I know why I am having the problem but I need a solution/workaround.
I have a c# program that generates excel output and saves it as an html file in the user's document folder. This automatically generates the [excel_file_name]_files subfolderwhich is used to store specific info used by the html file. The program ALSO auto-generates jpg images every time it is run based on historic data that is taken from the spreadsheet each time it is run and saves those images in this sub-folder. The program needs to be able to delete the files it creates within this folder but of course the user's folder makes sure to keep programs from simply deleting arbitrary files within the user's folder so that prevents me from deleting them as I do not have permission to delete a users files.
Is it possible for me to programmatically grant the application OS permissions to delete/change files it creates within a user's subfolder? Or will the user need to run the program with admin rights each time (if they can even get such rights).?
Did you read my post? I already specified that. Specifically the program saves an Excel file "as an html file in the user's document folder. This automatically generates the [excel_file_name]_files subfolder... The program ALSO auto-generates jpg images every time... and saves those images in this sub-folder."
If that is too confusing, it is a subfolder of %USERPROFILE%\Documents created by Excel. This is BEFORE the application exports any excel files to html so the folder is not in use... and my application checks to make sure the folder exists before attempting any file operations; just in case the user has not ever used the program before.
Regardless, the enumeration resolves to a location determined by the .NET implementation for the specific OS. I am using the enumeration by default so whatever that returns is what I am using. The user has the option to change this but it doesn't matter in context as user specific considerations would not be an issue in a custom folder unless those permissions are altered to something other than the default (which is beyond my control).

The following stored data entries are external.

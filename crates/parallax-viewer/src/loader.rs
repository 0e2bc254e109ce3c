//! Asset sourcing and background decoding.
//!
//! Encoded assets are read on the calling thread. Decoding runs on rayon
//! workers, one job per asset, and each result is sent as soon as it is
//! ready. Color and depth race: either may arrive first.

use anyhow::{Context, Result};
use crossbeam_channel::{unbounded, Receiver};
use depthview::prep::{fit_pair, DEFAULT_MAX_WIDTH};
use depthview::{
    AssetDecodeError, BuildOptions, ColorImage, DepthMap, EncodedAsset, ViewerBuilder,
    ViewerDocument,
};
use std::{fs, path::PathBuf};

/// Where the viewer gets its two assets from.
#[derive(Debug, Clone)]
pub enum AssetSource {
    /// A previously built viewer document.
    Document(PathBuf),
    /// A photo and depth map, built in memory the same way `depth2view` does.
    Files { image: PathBuf, depth: PathBuf },
}

#[derive(Debug)]
pub enum LoadEvent {
    Color(Result<ColorImage, AssetDecodeError>),
    Depth(Result<DepthMap, AssetDecodeError>),
}

/// Reads the encoded color and depth assets from `source`.
pub fn read_assets(source: &AssetSource) -> Result<(EncodedAsset, EncodedAsset)> {
    match source {
        AssetSource::Document(path) => {
            let html = fs::read_to_string(path)
                .with_context(|| format!("read viewer document {}", path.display()))?;
            let assets = ViewerDocument::extract_assets(&html)
                .with_context(|| format!("no embedded assets in {}", path.display()))?;
            Ok(assets)
        }
        AssetSource::Files { image, depth } => {
            let color = image::open(image)
                .with_context(|| format!("open image {}", image.display()))?;
            let depth_img = image::open(depth)
                .with_context(|| format!("open depth map {}", depth.display()))?;

            let (color, depth) = fit_pair(
                &ColorImage::from(&color),
                DepthMap::from(&depth_img),
                DEFAULT_MAX_WIDTH,
                false,
            )?;

            let doc = ViewerBuilder::new(BuildOptions::default())
                .build(&color, &depth)
                .context("failed to encode viewer assets")?;
            Ok((doc.color_asset().clone(), doc.depth_asset().clone()))
        }
    }
}

/// Decodes both assets on the rayon pool. The receiver yields exactly one
/// [`LoadEvent::Color`] and one [`LoadEvent::Depth`], in completion order.
pub fn spawn_decode(color: EncodedAsset, depth: EncodedAsset) -> Receiver<LoadEvent> {
    let (tx, rx) = unbounded();

    let color_tx = tx.clone();
    rayon::spawn(move || {
        if color_tx.send(LoadEvent::Color(color.decode_color())).is_err() {
            log::debug!("Viewer closed before the color asset decoded");
        }
    });
    rayon::spawn(move || {
        if tx.send(LoadEvent::Depth(depth.decode_depth())).is_err() {
            log::debug!("Viewer closed before the depth asset decoded");
        }
    });

    rx
}

#[cfg(test)]
mod tests {
    use super::*;
    use std::time::Duration;

    fn assets() -> (EncodedAsset, EncodedAsset) {
        let doc = depthview::build(
            &ColorImage::filled(6, 4, [10, 20, 30]).unwrap(),
            &DepthMap::filled(6, 4, 99).unwrap(),
        )
        .unwrap();
        (doc.color_asset().clone(), doc.depth_asset().clone())
    }

    fn collect(rx: &Receiver<LoadEvent>) -> Vec<LoadEvent> {
        (0..2)
            .map(|_| rx.recv_timeout(Duration::from_secs(10)).unwrap())
            .collect()
    }

    #[test]
    fn both_assets_arrive_once() {
        let (color, depth) = assets();
        let events = collect(&spawn_decode(color, depth));

        let mut saw = (false, false);
        for ev in events {
            match ev {
                LoadEvent::Color(r) => {
                    assert_eq!(r.unwrap().width(), 6);
                    saw.0 = true;
                }
                LoadEvent::Depth(r) => {
                    assert_eq!(r.unwrap(), DepthMap::filled(6, 4, 99).unwrap());
                    saw.1 = true;
                }
            }
        }
        assert_eq!(saw, (true, true));
    }

    #[test]
    fn decode_failure_is_delivered_not_dropped() {
        let (color, _) = assets();
        let broken = EncodedAsset::from_data_uri("data:image/png;base64,AAAA").unwrap();
        let events = collect(&spawn_decode(color, broken));
        assert!(events
            .iter()
            .any(|ev| matches!(ev, LoadEvent::Depth(Err(AssetDecodeError::Image(_))))));
    }

    #[test]
    fn document_source_round_trips_assets() {
        let dir = tempfile::tempdir().unwrap();
        let path = dir.path().join("viewer.html");
        let doc = depthview::build(
            &ColorImage::filled(3, 3, [1, 1, 1]).unwrap(),
            &DepthMap::filled(3, 3, 7).unwrap(),
        )
        .unwrap();
        fs::write(&path, doc.html()).unwrap();

        let (color, depth) = read_assets(&AssetSource::Document(path)).unwrap();
        assert_eq!(&color, doc.color_asset());
        assert_eq!(&depth, doc.depth_asset());
    }

    #[test]
    fn wide_photos_are_capped_and_depth_follows() {
        let dir = tempfile::tempdir().unwrap();
        let image = dir.path().join("photo.png");
        let depth = dir.path().join("depth.png");
        image::RgbImage::from_pixel(1024, 10, image::Rgb([90, 90, 90]))
            .save(&image)
            .unwrap();
        image::GrayImage::from_pixel(1024, 10, image::Luma([50]))
            .save(&depth)
            .unwrap();

        let (color, depth) = read_assets(&AssetSource::Files { image, depth }).unwrap();
        let color = color.decode_color().unwrap();
        let depth = depth.decode_depth().unwrap();
        assert_eq!(color.width(), DEFAULT_MAX_WIDTH);
        assert_eq!(depth.dimensions(), color.dimensions());
    }

    #[test]
    fn document_without_assets_is_an_error() {
        let dir = tempfile::tempdir().unwrap();
        let path = dir.path().join("empty.html");
        fs::write(&path, "<html></html>").unwrap();
        assert!(read_assets(&AssetSource::Document(path)).is_err());
    }
}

It is an app run by the user that ls logged in. IT seems to be working now but it crashed previously. From my experience, applications have their own permission sets. Are you saying this is not the case? I have had several experiences that would suggest otherwise; the latest being that on Windows 10 a downloaded Excel document opened by the user in excel will allow itself to be read because I have overridden the default behavior. However, if the user launches my application to do the same thing, it will crash with a COM error that appears to be related to the fact that downloaded files are not allowed to be read under the current permissions. This is unique to Windows 10 as it does not happen under Windows 7. I had to import a non-COM Excel reader when I ported to Windows 10 in order to get it to read excel files without crashing (or without me personally opening the files myself in debug mode).
From my experience, applications have their own permission sets. Are you saying this is not the case?
Correct. Applications ALWAYS run as the user the launched them, inheriting the security token (permissions) of the user. There is no way to get around this.
Applications also cannot grant themselves permissions over and above what they inherited from launch. That was be a massive security risk. Windows, and every other O/S with security built into it, simply does not allow that to happen.
The sole exception of this is when running under Vista and above, an administrator user account can be split into two security contexts, the normal user version of the account and the administrator version. Normally, everything runs as the normal user account, unless admin permissions are required. That's when User Account Control comes in and asks if you really want to run something as an administrator, or if you explicitly launch the process "as administrator".
Ok. I am following you. I realize that permissions inherited from the user make sense. However, having an application run with fewer permissions than the user is not a safety hazard in terms of security and my experience is that this can happen.
Another example (which is incidentally timely, and appropriate for this thread) is that permissions are an issue with certain virtual system accounts on which older versions of this program run. (The creation and deleting of jpgs is a new, unreleased, feature). I have isolated the old issue to something in the way permissions are granted to newer versus older users. The following code causes the application to crash for newer users only. The folder being searched (directoryInfo) is the Downloads folder for the user:
FileInfo fileInfos = directoryInfo.GetFiles("GeniusExport*.*", SearchOption.TopDirectoryOnly); // CAUSES CRASH ON VM
For all users, the user profile directory is a mapped drive. Perhaps directoryInfo resolves to something non-existent for newer users and perhaps I should test that; however this is a Windows 10 environment. I know for a fact that the people I have worked with who have this problem have a Downloads folder that is being used.
This isn't a permissions problem in the normal sense. That little line of code works on every machine and VM I have, under every account I normally use.
This is something unique to your environment. Perhaps a problem caused by antivirus or some other security software software.
I'm working with large antivirus vendor right now on a problem that causes Excel to crash on first start after a certain app is installed, which is just a add-in for Excel. Disabling the antivirus doesn't fix the problem. Stopping every single process in the antivirus or uninstalling it completely fixes the problem.